Bibliographic record
Abstract
BACKGROUND: The ideal total knee arthroplasty (TKA) should provide maximum range of motion and functional stability for all desired daily activities and, if possible, to replicate normal knee kinematics and function. The ADVANCE® Medial Pivot (AMP) Knee System was designed with a highly congruent medial compartment and a less conforming lateral compartment to more closely mimic the kinematics of the normal knee and to offer more stability through out of range of motion (ROM). The purpose of this study was to evaluate the long-term clinical and radiographic outcomes of this TKA system.

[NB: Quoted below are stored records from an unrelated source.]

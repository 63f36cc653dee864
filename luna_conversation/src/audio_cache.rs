//! Scratch directory for synthesized replies.
//!
//! Files are named `luna_response_<unix-millis>_<random>.<ext>`. Eviction
//! only considers files with that prefix and removes those whose modification
//! time is older than the configured age.

use std::fs;
use std::io;
use std::path::{Path, PathBuf};
use std::time::{Duration, SystemTime, UNIX_EPOCH};

use rand::Rng;
use tracing::{debug, info, warn};

const FILE_PREFIX: &str = "luna_response_";

#[derive(Debug, Clone)]
pub struct AudioCache {
    dir: PathBuf,
    max_age: Duration,
}

impl AudioCache {
    #[must_use]
    pub fn new(dir: impl Into<PathBuf>, max_age: Duration) -> Self {
        Self {
            dir: dir.into(),
            max_age,
        }
    }

    #[must_use]
    pub fn dir(&self) -> &Path {
        &self.dir
    }

    #[must_use]
    pub const fn max_age(&self) -> Duration {
        self.max_age
    }

    fn file_name(extension: &str) -> String {
        let millis = SystemTime::now()
            .duration_since(UNIX_EPOCH)
            .map_or(0, |d| d.as_millis());
        let nonce: u32 = rand::thread_rng().r#gen();
        format!("{FILE_PREFIX}{millis}_{nonce:08x}.{extension}")
    }

    /// Write `bytes` to a fresh file and return its path.
    pub async fn store(&self, bytes: &[u8], extension: &str) -> io::Result<PathBuf> {
        tokio::fs::create_dir_all(&self.dir).await?;
        let path = self.dir.join(Self::file_name(extension));
        tokio::fs::write(&path, bytes).await?;
        debug!("Stored {} bytes of audio at {}", bytes.len(), path.display());
        Ok(path)
    }

    /// Remove cached files older than `max_age`.
    pub fn evict_expired(&self) -> io::Result<usize> {
        self.evict_expired_at(SystemTime::now())
    }

    /// Remove cached files older than `max_age` as seen from `now`.
    pub fn evict_expired_at(&self, now: SystemTime) -> io::Result<usize> {
        let cutoff = now.checked_sub(self.max_age).unwrap_or(UNIX_EPOCH);

        let entries = match fs::read_dir(&self.dir) {
            Ok(entries) => entries,
            Err(e) if e.kind() == io::ErrorKind::NotFound => return Ok(0),
            Err(e) => return Err(e),
        };

        let mut removed = 0;
        for entry in entries.flatten() {
            let path = entry.path();
            let is_ours = path
                .file_name()
                .and_then(|n| n.to_str())
                .is_some_and(|n| n.starts_with(FILE_PREFIX));
            if !is_ours {
                continue;
            }

            let Ok(modified) = entry.metadata().and_then(|m| m.modified()) else {
                continue;
            };
            if modified >= cutoff {
                continue;
            }

            match fs::remove_file(&path) {
                Ok(()) => {
                    debug!("Evicted {}", path.display());
                    removed += 1;
                }
                Err(e) => warn!("Could not remove {}: {e}", path.display()),
            }
        }

        if removed > 0 {
            info!("Evicted {removed} cached audio file(s) from {}", self.dir.display());
        }
        Ok(removed)
    }
}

METHODS: Three hundred and twenty-five (325) patients (347 knees) with knee osteoarthritis underwent a TKA using the AMP prosthesis in our Department. For evaluation, objective and subjective clinical rating systems along with radiograph series were used. The average follow-up was 15.2years. RESULTS: All patients showed a statistically significant improvement (p<0.0005) in the Knee Society clinical rating system, Western Ontario and McMaster Universities Osteoarthritis Index questionnaire, SF-12® questionnaire, and Oxford knee score. The majority of patients (94%) were able to perform age-appropriate activities with a mean knee flexion of 120° (range, 105°-135°) at final follow-up. Survival analysis showed a cumulative success rate of 98.8% at 17years. CONCLUSION: The obtained results demonstrate excellent long-term clinical outcome for this knee design.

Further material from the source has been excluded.